Ziyaret

511 73 17
                                    

Donghyuck

Pazar sabahları evimiz huzur doludur. Babam daha geç kalkar. Annem kahvaltı hazırlamaz. Kardeşlerim bütün gece enstrüman çalmışlarsa öğlene kadar sesleri çıkmaz.

Bense genellikle yumurta toplamak için herkes uyurken parmağımın ucunda yürüyerek dışarı çıkar, daha sonra da bir kase cheerios mısır gevreğini gizlice odama çıkarıp, yatakta kahvaltı yapıp kitap okurum.

Ama o pazar günü gecenin çoğunu zihinsel olarak sinirli ya da huzursuz geçirdikten sonra, hâlâ hissettiğim o karmaşa halini üzerimden atmak için bedensel bir şeyler yapma isteğiyle uyanmıştım.

Aslında tüm ihtiyacım çınar ağacına tırmanmaktı ama başka şeyler düşünmeye çalışarak çimleri sulama işine razı oldum. Musluğu açıp suyu ilen geri püskürtürken çamurun bu kadar verimli ve siyah görünmesine hayranlıkla bakıyordum. Babam dışarı çıktığı sırada ektiğim tohumlarımla konuşuyor, onlara çabucak çimlenmeleri için tatlı tatlı dil döküyor ve yükselen güneşi selamlıyordum. Saçları nemliydi, belli ki duş almıştı. Elinde de rulo halinde sarılı alışveriş torbası vardı.

"Baba! Uyandırdıysam özür dilerim."

"Hayır tatlım. Epeydir uyanıktım."

"İşe gitmiyorsun değil mi?"

"Hayır, ben.. Bir süre yüzüme bakıp, "Sangtae amcanı ziyaret edeceğim."

"Sangtae amcamı mı?"

"Evet. Öğlen gibi gelirim" diyerek kamyonetine doğru yürüdü.

"Ama baba, niçin bugün? Bugün pazar."

"Biliyorum tatlım, ama özel bir pazar günü bugün."

Musluğu kapattım. "Neden?"

"Bugün amcanın kırkıncı yaş günü. Onu görmek ve ona bir hediye vermek istiyorum," dedi kese kağıdını göstererek. "Merak etme.

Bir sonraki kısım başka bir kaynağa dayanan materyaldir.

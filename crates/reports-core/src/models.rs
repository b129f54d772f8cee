use serde::{Deserialize, Serialize};
use std::fmt;
use std::str::FromStr;

use crate::error::{ReportError, Result};

// ── Extraction method ─────────────────────────────────────────────────────────

/// How input files are turned into records.
#[derive(Debug, Clone, Copy, PartialEq, Eq, Serialize, Deserialize)]
#[serde(rename_all = "lowercase")]
pub enum ExtractMethod {
    /// Structural parsing: HTML DOM for ranking pages, tag scanning for FIX logs.
    Parse,
    /// Regular-expression scan over the raw file contents.
    Regex,
}

impl FromStr for ExtractMethod {
    type Err = ReportError;

    fn from_str(value: &str) -> Result<Self> {
        match value.to_lowercase().as_str() {
            "parse" => Ok(ExtractMethod::Parse),
            "regex" => Ok(ExtractMethod::Regex),
            other => Err(ReportError::InvalidMethod(other.to_string())),
        }
    }
}

impl fmt::Display for ExtractMethod {
    fn fmt(&self, f: &mut fmt::Formatter<'_>) -> fmt::Result {
        match self {
            ExtractMethod::Parse => f.write_str("parse"),
            ExtractMethod::Regex => f.write_str("regex"),
        }
    }
}

// ── Baby names ────────────────────────────────────────────────────────────────

/// Which ranking column a name came from.
#[derive(Debug, Clone, Copy, PartialEq, Eq, Hash, PartialOrd, Ord, Serialize, Deserialize)]
pub enum Gender {
    #[serde(rename = "m")]
    Male,
    #[serde(rename = "f")]
    Female,
}

impl Gender {
    /// Capitalised label used in report titles.
    pub fn label(self) -> &'static str {
        match self {
            Gender::Male => "Male",
            Gender::Female => "Female",
        }
    }
}

/// One row of a yearly ranking table.
#[derive(Debug, Clone, PartialEq, Eq)]
pub struct RankRow {
    pub rank: u32,
    pub male: String,
    pub female: String,
}

/// All ranking rows extracted from a single year's page, in page order.
#[derive(Debug, Clone, PartialEq, Eq)]
pub struct YearTable {
    pub year: u16,
    pub rows: Vec<RankRow>,
}

/// A flattened `(gender, year, name, rank)` record, the unit stored in the
/// rank cache.
#[derive(Debug, Clone, PartialEq, Eq, Serialize, Deserialize)]
pub struct NameRankRecord {
    pub gender: Gender,
    pub year: u16,
    pub name: String,
    pub rank: u32,
}

// ── FIX order status ──────────────────────────────────────────────────────────

/// FIX 4.2 `OrdStatus` (tag 39) values.
#[derive(Debug, Clone, Copy, PartialEq, Eq, Hash, Serialize, Deserialize)]
pub enum OrdStatus {
    New,
    PartiallyFilled,
    Filled,
    DoneForDay,
    Canceled,
    Replaced,
    PendingCancel,
    Stopped,
    Rejected,
    Suspended,
    PendingNew,
    Calculated,
    Expired,
    AcceptedForBidding,
    PendingReplace,
}

impl OrdStatus {
    pub const ALL: [OrdStatus; 15] = [
        OrdStatus::New,
        OrdStatus::PartiallyFilled,
        OrdStatus::Filled,
        OrdStatus::DoneForDay,
        OrdStatus::Canceled,
        OrdStatus::Replaced,
        OrdStatus::PendingCancel,
        OrdStatus::Stopped,
        OrdStatus::Rejected,
        OrdStatus::Suspended,
        OrdStatus::PendingNew,
        OrdStatus::Calculated,
        OrdStatus::Expired,
        OrdStatus::AcceptedForBidding,
        OrdStatus::PendingReplace,
    ];

    /// The single-character wire value carried in tag 39.
    pub fn code(self) -> char {
        match self {
            OrdStatus::New => '0',
            OrdStatus::PartiallyFilled => '1',
            OrdStatus::Filled => '2',
            OrdStatus::DoneForDay => '3',
            OrdStatus::Canceled => '4',
            OrdStatus::Replaced => '5',
            OrdStatus::PendingCancel => '6',
            OrdStatus::Stopped => '7',
            OrdStatus::Rejected => '8',
            OrdStatus::Suspended => '9',
            OrdStatus::PendingNew => 'A',
            OrdStatus::Calculated => 'B',
            OrdStatus::Expired => 'C',
            OrdStatus::AcceptedForBidding => 'D',
            OrdStatus::PendingReplace => 'E',
        }
    }

    /// Look a status up by its wire value.
    pub fn from_code(code: char) -> Option<Self> {
        Self::ALL.into_iter().find(|s| s.code() == code)
    }

    /// The kebab-case name accepted on the command line.
    pub fn name(self) -> &'static str {
        match self {
            OrdStatus::New => "new",
            OrdStatus::PartiallyFilled => "partially-filled",
            OrdStatus::Filled => "filled",
            OrdStatus::DoneForDay => "done-for-day",
            OrdStatus::Canceled => "canceled",
            OrdStatus::Replaced => "replaced",
            OrdStatus::PendingCancel => "pending-cancel",
            OrdStatus::Stopped => "stopped",
            OrdStatus::Rejected => "rejected",
            OrdStatus::Suspended => "suspended",
            OrdStatus::PendingNew => "pending-new",
            OrdStatus::Calculated => "calculated",
            OrdStatus::Expired => "expired",
            OrdStatus::AcceptedForBidding => "accepted-for-bidding",
            OrdStatus::PendingReplace => "pending-replace",
        }
    }

    /// Human-readable label used in report rows.
    pub fn label(self) -> &'static str {
        match self {
            OrdStatus::New => "New",
            OrdStatus::PartiallyFilled => "Partially Filled",
            OrdStatus::Filled => "Filled",
            OrdStatus::DoneForDay => "Done For Day",
            OrdStatus::Canceled => "Canceled",
            OrdStatus::Replaced => "Replaced",
            OrdStatus::PendingCancel => "Pending Cancel",
            OrdStatus::Stopped => "Stopped",
            OrdStatus::Rejected => "Rejected",
            OrdStatus::Suspended => "Suspended",
            OrdStatus::PendingNew => "Pending New",
            OrdStatus::Calculated => "Calculated",
            OrdStatus::Expired => "Expired",
            OrdStatus::AcceptedForBidding => "Accepted For Bidding",
            OrdStatus::PendingReplace => "Pending Replace",
        }
    }

    /// The full `39=<code>` tag as it appears in a message.
    pub fn tag(self) -> String {
        format!("39={}", self.code())
    }
}

impl FromStr for OrdStatus {
    type Err = ReportError;

    /// Accepts the kebab-case name (case-insensitive, `_` allowed in place of
    /// `-`, `cancelled` as an alias) or the raw single-character code.
    fn from_str(value: &str) -> Result<Self> {
        let trimmed = value.trim();
        let mut chars = trimmed.chars();
        if let (Some(c), None) = (chars.next(), chars.next()) {
            if let Some(status) = OrdStatus::from_code(c.to_ascii_uppercase()) {
                return Ok(status);
            }
        }

        let normalised = trimmed.to_lowercase().replace('_', "-");
        let normalised = if normalised == "cancelled" {
            "canceled".to_string()
        } else {
            normalised
        };
        Self::ALL
            .into_iter()
            .find(|s| s.name() == normalised)
            .ok_or_else(|| ReportError::InvalidStatus(value.to_string()))
    }
}

impl fmt::Display for OrdStatus {
    fn fmt(&self, f: &mut fmt::Formatter<'_>) -> fmt::Result {
        f.write_str(self.label())
    }
}

/// Number of execution reports seen for one order status.
#[derive(Debug, Clone, PartialEq, Eq)]
pub struct StatusCount {
    pub status: OrdStatus,
    pub count: u64,
}

/// The final cumulative quantity filled for a single order.
#[derive(Debug, Clone, PartialEq, Eq)]
pub struct OrderFill {
    /// Tag 11 (`ClOrdID`).
    pub order_id: String,
    /// Largest tag 14 (`CumQty`) seen across the order's execution reports.
    pub cumulative_qty: u64,
}

// ── Tests ─────────────────────────────────────────────────────────────────────

#[cfg(test)]
mod tests {
    use super::*;

    #[test]
    fn test_extract_method_from_str() {
        assert_eq!("parse".parse::<ExtractMethod>().unwrap(), ExtractMethod::Parse);
        assert_eq!("REGEX".parse::<ExtractMethod>().unwrap(), ExtractMethod::Regex);
        assert!(matches!(
            "soup".parse::<ExtractMethod>(),
            Err(ReportError::InvalidMethod(_))
        ));
    }

    #[test]
    fn test_ord_status_codes_are_unique() {
        let mut codes: Vec<char> = OrdStatus::ALL.iter().map(|s| s.code()).collect();
        codes.sort();
        codes.dedup();
        assert_eq!(codes.len(), OrdStatus::ALL.len());
    }

    #[test]
    fn test_ord_status_from_name() {
        assert_eq!("filled".parse::<OrdStatus>().unwrap(), OrdStatus::Filled);
        assert_eq!(
            "Partially_Filled".parse::<OrdStatus>().unwrap(),
            OrdStatus::PartiallyFilled
        );
        assert_eq!("cancelled".parse::<OrdStatus>().unwrap(), OrdStatus::Canceled);
    }

    #[test]
    fn test_ord_status_from_code() {
        assert_eq!("2".parse::<OrdStatus>().unwrap(), OrdStatus::Filled);
        assert_eq!("a".parse::<OrdStatus>().unwrap(), OrdStatus::PendingNew);
        assert_eq!(OrdStatus::from_code('E'), Some(OrdStatus::PendingReplace));
        assert_eq!(OrdStatus::from_code('Z'), None);
    }

    #[test]
    fn test_ord_status_invalid() {
        let err = "bogus".parse::<OrdStatus>().unwrap_err();
        assert_eq!(err.to_string(), "Invalid order status: bogus");
    }

    #[test]
    fn test_ord_status_tag() {
        assert_eq!(OrdStatus::Canceled.tag(), "39=4");
        assert_eq!(OrdStatus::Calculated.tag(), "39=B");
    }

    #[test]
    fn test_name_rank_record_serializes_gender_code() {
        let record = NameRankRecord {
            gender: Gender::Female,
            year: 1990,
            name: "Jessica".to_string(),
            rank: 1,
        };
        let json = serde_json::to_string(&record).unwrap();
        assert!(json.contains("\"gender\":\"f\""));
        let back: NameRankRecord = serde_json::from_str(&json).unwrap();
        assert_eq!(back, record);
    }
}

Öğlen yemeği için bize de gözleme alırım olur mu?"

"Seninle geliyorum," dedim ve hortumu bir kenara attım. Üstüm giyinik bile değildi. Eşofmanım ve lastik pabuçlarımlaydım. Ayağımda çorabım bile yoktu ama kafam çok netti. Gidecektim.

"Tatlım, neden annenle kalıp sabahın keyfim çıkarmıyorsun? Eminim annen..."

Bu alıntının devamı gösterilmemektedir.